IN THE HIGH COURT OF FIJI
AT SUVA
CIVIL JURISDICTION


Civil Action No. HBC 65 of 2020


BETWEEN:
AMRAIYA NAIDU of 50 Sikeci Place, Laucala Beach Estate, Suva, Retired School Principal
Appellant/Plaintiff


AND:


RAJEN SWAMY of Lot 62, Bau Street, Flagstaff, Suva, Businessman
Respondent/Defendant


Before:
Banuve, J


Counsels:
R. Singh with J. Kumar for the Appellant/Plaintiff
B. Ram for the Respondent/Defendant


Date of Hearing:
13th June 2024


Date of Ruling:
09th August 2024


RULING


Introduction


  1. On 22nd April 2022 in an Interlocutory Ruling the Master dismissed the Appellant’s Summons for Summary Judgment seeking final judgment against the Respondent, as follows:
  2. On 14th April 2023, the Appellant was granted leave by the High Court to appeal the decision of the Master of the High Court.
  3. The Appellant seeks the following orders pursuant to Order 59 rules 8 and 12 of the High Court Rules 1988;
  4. The Grounds of Appeal are that
    1. The learned Master erred in law and in fact and failed to exercise her discretion judicially and in accordance with applicable legal principles in concluding that the case was not a proper one to be determined on an Order 14 application and the issue of the 2013 debt is being acknowledged and whether the claim is not barred by section 4 of the Limitation Act should be tried via viva voce evidence when;
      • (a) The learned Master had already in the Interlocutory Ruling found at paragraph 18 that there is sufficient evidence on 30th January 2013 the Appellant received into his bank account with ANZ a sum of $200,000 and later on 31st January 2013 he transferred the said sum to the Respondent.
      • (b) There is uncontested evidence by the Appellant that
        • (i) The Lending Agreement was intended to formalize the earlier 2013 oral contract between the Appellant and the Respondent.
        • (ii) The Respondent acknowledged the Debt by signing the Lending Agreement dated 10th April 2019.
        • (iii) The Appellant’s right to claim against the Respondent is deemed to have accrued on 10th April 2019. The Debt and any proceedings to pursue it are not time barred.
      • (c) There are no triable issues or bona fide defences which the Respondent

has raised, (or can raise). Accordingly, under the principles of Anglo-Italian Bank v Wells (1878) 38 LT 201, the Court has a duty to enter summary judgment in favor of the Appellant.
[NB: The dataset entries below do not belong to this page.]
//! Connection handling
//!
//! Each connection has a request loop (read, parse, dispatch) and a writer
//! task that flushes replies queued on an unbounded channel. A client
//! parked by a blocking pop releases the dispatcher and waits for whichever
//! comes first: a wake, its deadline, shutdown, or the peer going away.

use crate::blocking::{BlockHandle, BlockResult};
use crate::commands::ClientState;
use super::ConnectionLimits;
use crate::dispatch::{block_reply, BlockedWait, Dispatched, Dispatcher};
use crate::protocol::{RespEncoder, RespError, RespParser, RespValue};
use anyhow::anyhow;
use bytes::BytesMut;
use tokio::io::{AsyncReadExt, AsyncWriteExt};
use tokio::net::tcp::{OwnedReadHalf, OwnedWriteHalf};
use tokio::net::TcpStream;
use tokio::sync::{mpsc, Mutex};
use tokio::task::JoinHandle;
use tokio_util::sync::CancellationToken;
use tracing::{debug, warn};

/// How a blocked wait ended
enum Wake {
    Result(BlockResult),
    TimedOut,
    Closed,
    /// The peer kept sending past the query buffer limit
    Overflow,
}

/// Connection handler
pub struct Connection {
    reader: OwnedReadHalf,
    read_buffer: BytesMut,
    replies: mpsc::UnboundedSender<RespValue>,
    writer: Option<JoinHandle<()>>,
    client: ClientState,
    limits: ConnectionLimits,
    cancel: CancellationToken,
}

impl Connection {
    /// Split `stream` and start its writer task
    pub fn new(
        stream: TcpStream,
        client: ClientState,
        limits: ConnectionLimits,
        cancel: CancellationToken,
    ) -> Self {
        let (reader, writer) = stream.into_split();
        let (replies, queue) = mpsc::unbounded_channel();
        let client_id = client.id;
        let writer = tokio::spawn(async move {
            if let Err(e) = write_replies(writer, queue).await {
                debug!("client {} writer stopped: {}", client_id, e);
            }
        });

        Connection {
            reader,
            read_buffer: BytesMut::with_capacity(4096),
            replies,
            writer: Some(writer),
            client,
            limits,
            cancel,
        }
    }

    /// Serve requests until the peer disconnects or the server shuts down.
    ///
    /// The client is always deregistered from the dispatcher before this
    /// returns, and queued replies are flushed.
    pub async fn handle(&mut self, dispatcher: &Mutex<Dispatcher>) -> anyhow::Result<()> {
        let result = self.request_loop(dispatcher).await;

        dispatcher.lock().await.disconnect(self.client.id);

        // closing the channel lets the writer drain and exit
        let (closed, _) = mpsc::unbounded_channel();
        drop(std::mem::replace(&mut self.replies, closed));
        if let Some(writer) = self.writer.take() {
            let _ = writer.await;
        }
        result
    }

    async fn request_loop(&mut self, dispatcher: &Mutex<Dispatcher>) -> anyhow::Result<()> {
        loop {
            // serve every complete request already buffered
            loop {
                let args = match RespParser::parse_request(&mut self.read_buffer) {
                    Ok(Some(args)) => args,
                    Ok(None) => break,
                    Err(e) => return self.reject(e),
                };
                if args.is_empty() {
                    continue;
                }

                let dispatched = dispatcher.lock().await.dispatch(&mut self.client, args);
                match dispatched {
                    Dispatched::Reply(reply) => self.send(reply)?,
                    Dispatched::Blocked(wait) => {
                        let (reply, open) = self.wait_blocked(wait, dispatcher).await;
                        if let Some(reply) = reply {
                            self.send(reply)?;
                        }
                        if !open {
                            return Ok(());
                        }
                    }
                }
            }

            // what is left is one incomplete request
            if self.overflowed() {
                return self.reject(Self::overflow_error());
            }

            tokio::select! {
                _ = self.cancel.cancelled() => return Ok(()),
                read = self.reader.read_buf(&mut self.read_buffer) => {
                    if read? == 0 {
                        return Ok(());
                    }
                }
            }
        }
    }

    /// Wait out a blocking pop. Returns the reply to send, if any, and
    /// whether the connection is still open.
    async fn wait_blocked(
        &mut self,
        wait: BlockedWait,
        dispatcher: &Mutex<Dispatcher>,
    ) -> (Option<RespValue>, bool) {
        let BlockHandle {
            mut receiver,
            deadline,
        } = wait.handle;
        let op = wait.op;

        let expiry = async move {
            match deadline {
                Some(deadline) => tokio::time::sleep_until(deadline).await,
                None => std::future::pending().await,
            }
        };
        tokio::pin!(expiry);

        let wake = loop {
            tokio::select! {
                result = &mut receiver => {
                    // a dropped sender means the coordinator already let go
                    break Wake::Result(result.unwrap_or(BlockResult::TimedOut));
                }
                _ = &mut expiry => break Wake::TimedOut,
                _ = self.cancel.cancelled() => break Wake::Closed,
                read = self.reader.read_buf(&mut self.read_buffer) => {
                    // requests sent while blocked stay buffered
                    match read {
                        Ok(0) | Err(_) => break Wake::Closed,
                        Ok(_) if self.overflowed() => break Wake::Overflow,
                        Ok(_) => continue,
                    }
                }
            }
        };

        let overflow = matches!(wake, Wake::Overflow);
        match wake {
            Wake::Result(result) => (Some(block_reply(&op, result)), true),
            Wake::TimedOut => {
                debug!("client {} blocking wait timed out", self.client.id);
                let still_blocked = dispatcher.lock().await.unblock(self.client.id);
                if still_blocked {
                    (Some(block_reply(&op, BlockResult::TimedOut)), true)
                } else {
                    let result = receiver.await.unwrap_or(BlockResult::TimedOut);
                    (Some(block_reply(&op, result)), true)
                }
            }
            Wake::Closed | Wake::Overflow => {
                let still_blocked = dispatcher.lock().await.unblock(self.client.id);
                let reply = if still_blocked {
                    None
                } else {
                    // served just before the close; hand it over if we still can
                    receiver.try_recv().ok().map(|result| block_reply(&op, result))
                };
                if overflow {
                    if let Some(reply) = reply {
                        let _ = self.send(reply);
                    }
                    let _ = self.reject(Self::overflow_error());
                    return (None, false);
                }
                (reply, false)
            }
        }
    }

    fn overflowed(&self) -> bool {
        self.read_buffer.len() > self.limits.max_query_buffer
    }

    fn overflow_error() -> RespError {
        RespError::InvalidProtocol("query buffer limit exceeded".to_string())
    }

    /// Report a protocol error to the peer before the connection closes
    fn reject(&self, e: RespError) -> anyhow::Result<()> {
        warn!("Protocol error from client {}: {}", self.client.id, e);
        self.send(RespValue::error(format!("ERR {}", e)))
    }

    fn send(&self, reply: RespValue) -> anyhow::Result<()> {
        self.replies
            .send(reply)
            .map_err(|_| anyhow!("client {} writer is gone", self.client.id))
    }
}

/// Encode and flush replies until the channel closes
async fn write_replies(
    mut writer: OwnedWriteHalf,
    mut queue: mpsc::UnboundedReceiver<RespValue>,
) -> std::io::Result<()> {
    let mut buffer = BytesMut::with_capacity(4096);
    while let Some(reply) = queue.recv().await {
        buffer.clear();
        RespEncoder::encode_to(&mut buffer, &reply);
        while let Ok(reply) = queue.try_recv() {
            RespEncoder::encode_to(&mut buffer, &reply);
        }
        writer.write_all(&buffer).await?;
        writer.flush().await?;
    }
    writer.shutdown().await
}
(d) Even on the basis of the matters pleaded in the Statement of Defence filed in this Action, it would be improbable (and disingenuous) for the Respondent to claim that the Lending Agreement was not an acknowledgment of the Debt but a separate /new loan agreement when
  1. The learned Master erred in law in making the Interlocutory Ruling by not finding that in the circumstances, final judgment should be entered in favor of the Appellant as a matter of justice.

5. The Plaintiff’s Submissions:


Ground 1


The Plaintiff contends that the leaned Master erred in law and fact and failed to exercise her discretion judicially and in accordance with applicable legal principles and that the issues of the acknowledgment of the 2013 debt and the effect of section 4 of the Limitation Act were not proper ones to be determined on an Order 14 application but rather ought to be tried on evidence.


(1) The principles relating to the entry of summary judgment under Order 14, rule 4(1) of the High Court Rules 1988 were discussed by the Fiji Court of Appeal in Carpenters Fiji Ltd v Joe’s Farm Produce Ltd – Civil Appeal No ABU 00019 of 2016[1];

(2) The burden of proof remains with the Plaintiff to prove that the Defendant does not have a defence, which has any realistic prospect of success. Once the Plaintiff satisfies the court of this, the persuasive or evidential burden shifts to the Defendant to satisfy the court that judgment should not be given against him.[2]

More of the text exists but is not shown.